Baerbock also gave a positive answer to the question of whether Ukraine and Georgia, which have been pressing for years, should be admitted to NATO. Pressure on Russia to comply with the Minsk Agreement and stabilisation had immediate priority, but “Sovereign states decide on their alliances themselves. This also includes the perspective of Ukraine in the EU and in NATO.”
Baerbock complained that the current sanctions against Russia were being “permanently countered” by the German government’s adherence to the Nord Stream 2 gas pipeline. “I would have withdrawn political support for Nord Stream 2 long ago.”
In a Spiegel interview, Green former foreign minister Fischer also advocated a definitive halt to the construction of the pipeline and an increase in sanctions against Russia.

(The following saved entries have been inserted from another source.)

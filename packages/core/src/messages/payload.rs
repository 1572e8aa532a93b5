//! Payload variants carried by a [`Message`](super::Message).
//!
//! A message carries exactly one payload. The tagged union is the invariant:
//! there is no way to build a `Message` with zero or two payloads.

use serde_json::{Number, Value};

use crate::error::CodecError;

// ---------------------------------------------------------------------------
// Tensor
// ---------------------------------------------------------------------------

/// Dense numeric tensor: row-major `values` reshaped by `shape`.
///
/// Invariants (checked by [`Tensor::new`] and by every decoder):
/// - `shape.iter().product() == values.len()`
/// - the product of the non-zero dimensions fits in `usize`
/// - every value is finite
#[derive(Debug, Clone, PartialEq)]
pub struct Tensor {
    shape: Vec<usize>,
    values: Vec<f64>,
}

impl Tensor {
    /// Builds a tensor, validating shape against values.
    ///
    /// # Errors
    ///
    /// Returns `CodecError::Malformed` when the shape does not describe the
    /// number of values, or when a value is NaN or infinite.
    pub fn new(shape: Vec<usize>, values: Vec<f64>) -> Result<Self, CodecError> {
        if nonzero_volume(&shape).is_none() {
            return Err(CodecError::malformed(format!(
                "tensor shape {shape:?} overflows the addressable size"
            )));
        }
        let expected: usize = shape.iter().product();
        if expected != values.len() {
            return Err(CodecError::malformed(format!(
                "tensor shape {shape:?} expects {expected} values, got {}",
                values.len()
            )));
        }
        if values.iter().any(|v| !v.is_finite()) {
            return Err(CodecError::malformed("tensor values must be finite"));
        }
        Ok(Self { shape, values })
    }

    /// A tensor with no rows: `shape = [0]`.
    #[must_use]
    pub fn empty() -> Self {
        Self {
            shape: vec![0],
            values: Vec::new(),
        }
    }

    /// A `[1, n]` tensor holding one row.
    #[must_use]
    pub fn row(values: Vec<f64>) -> Self {
        Self {
            shape: vec![1, values.len()],
            values,
        }
    }

    #[must_use]
    pub fn shape(&self) -> &[usize] {
        &self.shape
    }

    #[must_use]
    pub fn values(&self) -> &[f64] {
        &self.values
    }

    #[must_use]
    pub fn into_parts(self) -> (Vec<usize>, Vec<f64>) {
        (self.shape, self.values)
    }

    #[must_use]
    pub fn rank(&self) -> usize {
        self.shape.len()
    }

    /// Length of the leading (batch) dimension.
    #[must_use]
    pub fn rows(&self) -> usize {
        self.shape.first().copied().unwrap_or(0)
    }

    /// Size of the second dimension, if the tensor has one.
    #[must_use]
    pub fn column_count(&self) -> Option<usize> {
        self.shape.get(1).copied()
    }

    /// Number of values in one slice along the leading dimension.
    fn row_stride(&self) -> usize {
        self.shape.iter().skip(1).product()
    }

    /// Returns rows `[start, end)` along the leading dimension.
    ///
    /// # Errors
    ///
    /// Returns `CodecError::Malformed` if the range is out of bounds.
    pub fn slice_rows(&self, start: usize, end: usize) -> Result<Self, CodecError> {
        if start > end || end > self.rows() {
            return Err(CodecError::malformed(format!(
                "row range {start}..{end} out of bounds for {} rows",
                self.rows()
            )));
        }
        let stride = self.row_stride();
        let mut shape = self.shape.clone();
        shape[0] = end - start;
        Ok(Self {
            shape,
            values: self.values[start * stride..end * stride].to_vec(),
        })
    }

    /// Concatenates tensors along the leading dimension.
    ///
    /// # Errors
    ///
    /// Returns `CodecError::Malformed` if the inputs are empty or their
    /// trailing dimensions differ.
    pub fn concat_rows(parts: &[Tensor]) -> Result<Self, CodecError> {
        let Some(first) = parts.first() else {
            return Err(CodecError::malformed("cannot concatenate zero tensors"));
        };
        let tail = &first.shape[1.min(first.shape.len())..];
        let mut rows = 0;
        let mut values = Vec::new();
        for part in parts {
            if part.rank() == 0 || &part.shape[1..] != tail {
                return Err(CodecError::malformed(format!(
                    "cannot concatenate shape {:?} with {:?}",
                    part.shape, first.shape
                )));
            }
            rows += part.rows();
            values.extend_from_slice(&part.values);
        }
        let mut shape = vec![rows];
        shape.extend_from_slice(tail);
        Ok(Self { shape, values })
    }

    /// Converts to nested JSON rows, the `ndarray` representation.
    #[must_use]
    pub fn to_ndarray(&self) -> Vec<Value> {
        nest(&self.shape, &self.values)
    }

    /// Builds a tensor from nested numeric JSON rows.
    ///
    /// Returns `None` when the rows are not numeric or not rectangular.
    #[must_use]
    pub fn from_ndarray(rows: &[Value]) -> Option<Self> {
        let mut shape = vec![rows.len()];
        let mut cursor = rows.first();
        while let Some(Value::Array(inner)) = cursor {
            shape.push(inner.len());
            cursor = inner.first();
        }
        let mut values = Vec::with_capacity(nonzero_volume(&shape)?.min(MAX_PREALLOC));
        flatten(rows, &shape, 0, &mut values)?;
        Tensor::new(shape, values).ok()
    }
}

const MAX_PREALLOC: usize = 1 << 16;

/// Product of the dimensions with zeros counted as 1, or `None` on overflow.
/// When this fits, every partial product of `shape` fits as well.
fn nonzero_volume(shape: &[usize]) -> Option<usize> {
    shape.iter().try_fold(1usize, |acc, &d| acc.checked_mul(d.max(1)))
}

fn nest(shape: &[usize], values: &[f64]) -> Vec<Value> {
    if shape.len() <= 1 {
        return values.iter().map(|v| number(*v)).collect();
    }
    let stride: usize = shape[1..].iter().product();
    (0..shape[0])
        .map(|i| Value::Array(nest(&shape[1..], &values[i * stride..(i + 1) * stride])))
        .collect()
}

fn flatten(rows: &[Value], shape: &[usize], depth: usize, out: &mut Vec<f64>) -> Option<()> {
    if rows.len() != shape[depth] {
        return None;
    }
    for row in rows {
        match row {
            Value::Array(inner) if depth + 1 < shape.len() => {
                flatten(inner, shape, depth + 1, out)?;
            }
            Value::Number(n) if depth + 1 == shape.len() => out.push(n.as_f64()?),
            _ => return None,
        }
    }
    Some(())
}

/// Finite `f64` to JSON number. Non-finite values become `null`, which
/// [`Tensor::new`] already rules out.
fn number(v: f64) -> Value {
    Number::from_f64(v).map_or(Value::Null, Value::Number)
}

// ---------------------------------------------------------------------------
// Payload
// ---------------------------------------------------------------------------

/// The single data payload of a message.
#[derive(Debug, Clone, PartialEq)]
pub enum Payload {
    /// Numeric tensor (`data.tensor` on the wire).
    Tensor(Tensor),
    /// Ordered list of heterogeneous rows (`data.ndarray` on the wire).
    NdArray(Vec<Value>),
    /// Opaque bytes (`binData`).
    Binary(Vec<u8>),
    /// UTF-8 text (`strData`).
    Str(String),
    /// Arbitrary structured document (`jsonData`).
    Json(Value),
}

/// Discriminant of [`Payload`], used when the response must mirror the
/// request's encoding.
#[derive(Debug, Clone, Copy, PartialEq, Eq, Hash)]
pub enum PayloadKind {
    Tensor,
    NdArray,
    Binary,
    Str,
    Json,
}

impl PayloadKind {
    /// Wire field name of this variant.
    #[must_use]
    pub fn as_str(self) -> &'static str {
        match self {
            Self::Tensor => "tensor",
            Self::NdArray => "ndarray",
            Self::Binary => "binData",
            Self::Str => "strData",
            Self::Json => "jsonData",
        }
    }
}

impl Payload {
    #[must_use]
    pub fn kind(&self) -> PayloadKind {
        match self {
            Self::Tensor(_) => PayloadKind::Tensor,
            Self::NdArray(_) => PayloadKind::NdArray,
            Self::Binary(_) => PayloadKind::Binary,
            Self::Str(_) => PayloadKind::Str,
            Self::Json(_) => PayloadKind::Json,
        }
    }

    /// True for the two `data` variants (tensor and ndarray), the only ones
    /// that may carry column names.
    #[must_use]
    pub fn is_data(&self) -> bool {
        matches!(self, Self::Tensor(_) | Self::NdArray(_))
    }

    /// Numeric view of the payload: the tensor itself, or a numeric ndarray
    /// converted to a tensor.
    #[must_use]
    pub fn as_tensor(&self) -> Option<Tensor> {
        match self {
            Self::Tensor(t) => Some(t.clone()),
            Self::NdArray(rows) => Tensor::from_ndarray(rows),
            _ => None,
        }
    }

    /// Size of the second dimension for the data variants.
    #[must_use]
    pub fn column_count(&self) -> Option<usize> {
        match self {
            Self::Tensor(t) => t.column_count(),
            Self::NdArray(rows) => match rows.first() {
                Some(Value::Array(first)) => Some(first.len()),
                _ => None,
            },
            _ => None,
        }
    }
}

impl From<Tensor> for Payload {
    fn from(t: Tensor) -> Self {
        Self::Tensor(t)
    }
}

impl From<String> for Payload {
    fn from(s: String) -> Self {
        Self::Str(s)
    }
}

impl From<&str> for Payload {
    fn from(s: &str) -> Self {
        Self::Str(s.to_string())
    }
}

impl From<Vec<u8>> for Payload {
    fn from(b: Vec<u8>) -> Self {
        Self::Binary(b)
    }
}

The “sabre rattling” from Moscow could no longer be accepted, he declared.
The claim by the Greens and the media that Russia is an aggressive and expansionist power is a grotesque distortion of the facts. June 22 marks 80 years since the German Wehrmacht invaded the Soviet Union and killed 25 million civilians and soldiers in a planned “war of extermination.” These atrocities are vividly remembered in Russia. Since the dissolution of the Soviet Union 30 years ago, NATO has been advancing ever closer to Russia’s border. Almost all Eastern European states that were once allied with the Soviet Union, as well as the former Baltic Soviet republics, have joined the Western military alliance.
The crisis in Ukraine was also deliberately provoked by the Western powers. Washington and Berlin organised a coup against the pro-Russian President Viktor Yanukovich in Kiev in early 2014, in close cooperation with fascist forces, and replaced him with the pro-Western oligarch Petro Poroshenko. The Heinrich Böll Foundation of the Greens played a leading role in the coup. Since then, the country has sunk deeper and deeper into civil war and corruption. Conditions for the population have deteriorated drastically.

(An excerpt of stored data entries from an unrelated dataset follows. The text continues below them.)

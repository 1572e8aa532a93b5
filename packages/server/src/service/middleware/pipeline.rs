//! Composes the middleware layers around the dispatcher.

use tower::ServiceBuilder;

use super::load_shed::{Admission, AdmissionLayer};
use super::metrics::{MetricsLayer, MetricsService};
use super::timeout::{TimeoutLayer, TimeoutService};
use crate::service::config::ServerConfig;
use crate::service::dispatcher::Dispatcher;

/// The full operation stack, named so it can live in shared state.
pub type OperationPipeline = Admission<TimeoutService<MetricsService<Dispatcher>>>;

/// Wraps the dispatcher, outermost first:
/// 1. `AdmissionLayer`: refuse and count work beyond the concurrency limit
/// 2. `TimeoutLayer`: per-call deadline
/// 3. `MetricsLayer`: request timing, closest to the dispatcher
#[must_use]
pub fn build_operation_pipeline(dispatcher: Dispatcher, config: &ServerConfig) -> OperationPipeline {
    let store = dispatcher.metrics();
    ServiceBuilder::new()
        .layer(AdmissionLayer::new(
            config.max_concurrent_operations,
            std::sync::Arc::clone(&store),
        ))
        .layer(TimeoutLayer)
        .layer(MetricsLayer::new(store))
        .service(dispatcher)
}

Support for the coup in Ukraine was part of a deliberate campaign for a more aggressive foreign and great power policy. Germany is “too big and economically too strong for us to merely comment on world politics from the sidelines,” declared the then foreign minister and current federal President Frank-Walter Steinmeier (SPD, Social Democratic Party) at the Munich Security Conference.
One year previously, the Greens participated in the drafting of the SWP paper “New Power, New Responsibility,” which served as a blueprint for the return of German militarism. Now they see their primary task as imposing this policy for war and militarism in the face of enormous popular opposition.
The interviews with Baerbock and Fischer make one thing clear above all: a new federal government with the participation of the Greens—whether in alliance with the CDU/CSU (Christian Democrats), SPD, Free Democratic Party or Left Party—will only intensify the policy of militarism, domestic rearmament and social cuts.